Tuesday’s Headlines

  • The U.S. Department of Transportation awarded $423 million in grants for 94 bus projects in 42 states, including electric and compressed natural gas buses for numerous agencies, a new transit station in Flagstaff, a streamlined fare collection system in Detroit and bus security cameras in Nevada. (Mass Transit Mag)
  • Car-centric suburbs like Montgomery County, Maryland — where drivers kill more people than murderers — are increasingly pursuing Vision Zero, narrowing lanes, lowering speed limits and adding crosswalks to make streets safer for pedestrians (Washington Post). Streetsblog sees the county as a model.
  • Strong Towns’ annual #BlackFridayParking campaign features some seriously empty mall parking lots, as well as stories on ending parking minimums, parking guru Donald Shoup and more.
  • As New Jersey mulls legislation reclassifying ride-hailing drivers as employees rather than contractors, a class-action lawsuit alleges that Lyft did not pay drivers a minimum wage or overtime and did not reimburse business expenses. (NJ.com)

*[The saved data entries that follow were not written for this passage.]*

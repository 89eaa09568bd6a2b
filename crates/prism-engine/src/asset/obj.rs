//! Wavefront OBJ importer.

use std::path::Path;

use super::IngestError;
use super::postprocess;
use super::source::{
    SceneImporter, SourceMaterial, SourceMesh, SourceScene, SourceTextureKind,
};

/// [`SceneImporter`] reading `.obj` files and their MTL libraries with `tobj`.
///
/// Faces are triangulated and identical vertices joined on load; the result
/// then runs through [`postprocess::apply`].
#[derive(Debug, Default, Clone, Copy)]
pub struct ObjImporter;

impl SceneImporter for ObjImporter {
    fn import(&self, path: &Path) -> Result<SourceScene, IngestError> {
        let (models, materials) = tobj::load_obj(
            path,
            &tobj::LoadOptions {
                triangulate: true,
                single_index: true,
                ..Default::default()
            },
        )
        .map_err(|e| IngestError::Import {
            path: path.to_path_buf(),
            reason: e.to_string(),
        })?;

        let mut materials: Vec<SourceMaterial> = match materials {
            Ok(materials) => materials.iter().map(convert_material).collect(),
            Err(e) => {
                log::warn!("no material library for {}: {e}", path.display());
                Vec::new()
            }
        };

        let fallback = materials.len();
        let mut needs_fallback = false;

        let meshes = models
            .into_iter()
            .map(|model| {
                let material_index = match model.mesh.material_id {
                    Some(id) => id,
                    None => {
                        needs_fallback = true;
                        fallback
                    }
                };
                convert_mesh(model.name, model.mesh, material_index)
            })
            .collect();

        if needs_fallback {
            materials.push(SourceMaterial::untextured("default"));
        }

        let mut scene = SourceScene { meshes, materials };
        postprocess::apply(&mut scene)?;
        Ok(scene)
    }
}

fn convert_mesh(name: String, mesh: tobj::Mesh, material_index: usize) -> SourceMesh {
    let triples = |data: &[f32]| -> Vec<[f32; 3]> {
        data.chunks_exact(3).map(|c| [c[0], c[1], c[2]]).collect()
    };

    let tex_coords = (!mesh.texcoords.is_empty()).then(|| {
        mesh.texcoords
            .chunks_exact(2)
            .map(|c| [c[0], c[1]])
            .collect()
    });

    SourceMesh {
        name,
        positions: triples(&mesh.positions),
        normals: triples(&mesh.normals),
        tex_coords,
        tangents: None,
        bitangents: None,
        indices: mesh.indices,
        face_arities: mesh.face_arities,
        material_index,
    }
}

fn convert_material(material: &tobj::Material) -> SourceMaterial {
    let bindings = [
        (SourceTextureKind::Diffuse, &material.diffuse_texture),
        (SourceTextureKind::Height, &material.normal_texture),
        (SourceTextureKind::Shininess, &material.shininess_texture),
        (SourceTextureKind::Specular, &material.specular_texture),
        (SourceTextureKind::Opacity, &material.dissolve_texture),
        (SourceTextureKind::Ambient, &material.ambient_texture),
    ];

    bindings
        .into_iter()
        .filter_map(|(kind, path)| path.as_ref().map(|p| (kind, p)))
        .fold(SourceMaterial::untextured(material.name.clone()), |m, (kind, path)| {
            m.with_texture(kind, path.clone())
        })
}

#[cfg(test)]
mod tests {
    use super::*;

    const SCENE: &str = "\
mtllib scene.mtl
o loose
v 2 0 0
v 3 0 0
v 2 1 0
f 1 2 3
o panel
v 0 0 0
v 1 0 0
v 1 1 0
v 0 1 0
vt 0 0
vt 1 0
vt 1 1
vt 0 1
vn 0 0 1
usemtl brick
f 4/1/1 5/2/1 6/3/1 7/4/1
";

    const MTL: &str = "\
newmtl brick
map_Kd textures/brick.png
map_Bump textures/brick_n.png
map_d textures/brick_mask.png
newmtl unused
map_Kd textures/other.png
";

    fn write_scene(obj: &str, mtl: Option<&str>) -> tempfile::TempDir {
        let dir = tempfile::tempdir().unwrap();
        std::fs::write(dir.path().join("scene.obj"), obj).unwrap();
        if let Some(mtl) = mtl {
            std::fs::write(dir.path().join("scene.mtl"), mtl).unwrap();
        }
        dir
    }

    #[test]
    fn imports_triangulated_left_handed_scene() {
        let dir = write_scene(SCENE, Some(MTL));
        let scene = ObjImporter.import(&dir.path().join("scene.obj")).unwrap();

        assert_eq!(scene.meshes.len(), 2);
        let panel = &scene.meshes[1];
        assert_eq!(panel.name, "panel");
        assert_eq!(panel.indices.len(), 6);
        assert!(panel.is_triangulated());
        assert!(panel.has_tangents_and_bitangents());
        assert!(panel.normals.iter().all(|n| n[2] == -1.0));

        let brick = &scene.materials[panel.material_index];
        assert_eq!(brick.name, "brick");
        assert_eq!(
            brick.first_texture(SourceTextureKind::Diffuse),
            Some("textures/brick.png")
        );
        assert_eq!(
            brick.first_texture(SourceTextureKind::Height),
            Some("textures/brick_n.png")
        );
        assert_eq!(
            brick.first_texture(SourceTextureKind::Opacity),
            Some("textures/brick_mask.png")
        );
    }

    #[test]
    fn unused_materials_are_dropped_and_missing_ones_synthesized() {
        let dir = write_scene(SCENE, Some(MTL));
        let scene = ObjImporter.import(&dir.path().join("scene.obj")).unwrap();

        let names: Vec<_> = scene.materials.iter().map(|m| m.name.as_str()).collect();
        assert!(!names.contains(&"unused"));
        assert!(scene.meshes.iter().all(|m| m.material_index < scene.materials.len()));
    }

    #[test]
    fn missing_library_still_imports() {
        let dir = write_scene(SCENE, None);
        let scene = ObjImporter.import(&dir.path().join("scene.obj")).unwrap();

        assert_eq!(scene.materials.len(), 1);
        assert_eq!(scene.materials[0].name, "default");
        assert!(scene.meshes.iter().all(|m| m.material_index == 0));
    }

    #[test]
    fn unreadable_file_is_an_import_error() {
        let dir = tempfile::tempdir().unwrap();
        let err = ObjImporter.import(&dir.path().join("absent.obj")).unwrap_err();
        assert!(matches!(err, IngestError::Import { .. }));
    }
}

  • Chicago’s transit system needs upgrades in order to meet the needs of the region’s growing elderly and disabled populations, according to a new Metropolitan Planning Council report. (Chicago Tribune)
  • Public transit in Missouri has a $3.7-billion economic impact, according to a new study by Citizens for Modern Transit, but the state only spends 34 cents per person on transit, far less than most of its neighbors. (Fox 2 Now)
  • San Francisco is trying to get people out of their cars, but the number of cyclists has remained static for years. Will installing 100 new bike racks a month help? (Chronicle)
  • Los Angeles is looking at tolls on the 405 as a way to reduce congestion. (LA Times)
  • Tucson has applied for a federal grant to plan a 15-mile streetcar line from the transit center to the airport. (Arizona Public Media)
  • The Stranger weighs in against enforcing mandatory helmet laws in Seattle.
  • Norway has the safest roads for cycling, according to the Road Safety Annual Report from the International Transportation Forum within the OECD. The U.S. ranked 33rd out of 40. (Forbes)
  • If you think the Hyperloop is silly, AeroSlider says, “hold my beer.” In an understatement, Fast Company calls the concept, which involves magnetic loops propelling an elevated train up to 500 miles per hour, “something of an engineering fantasy.”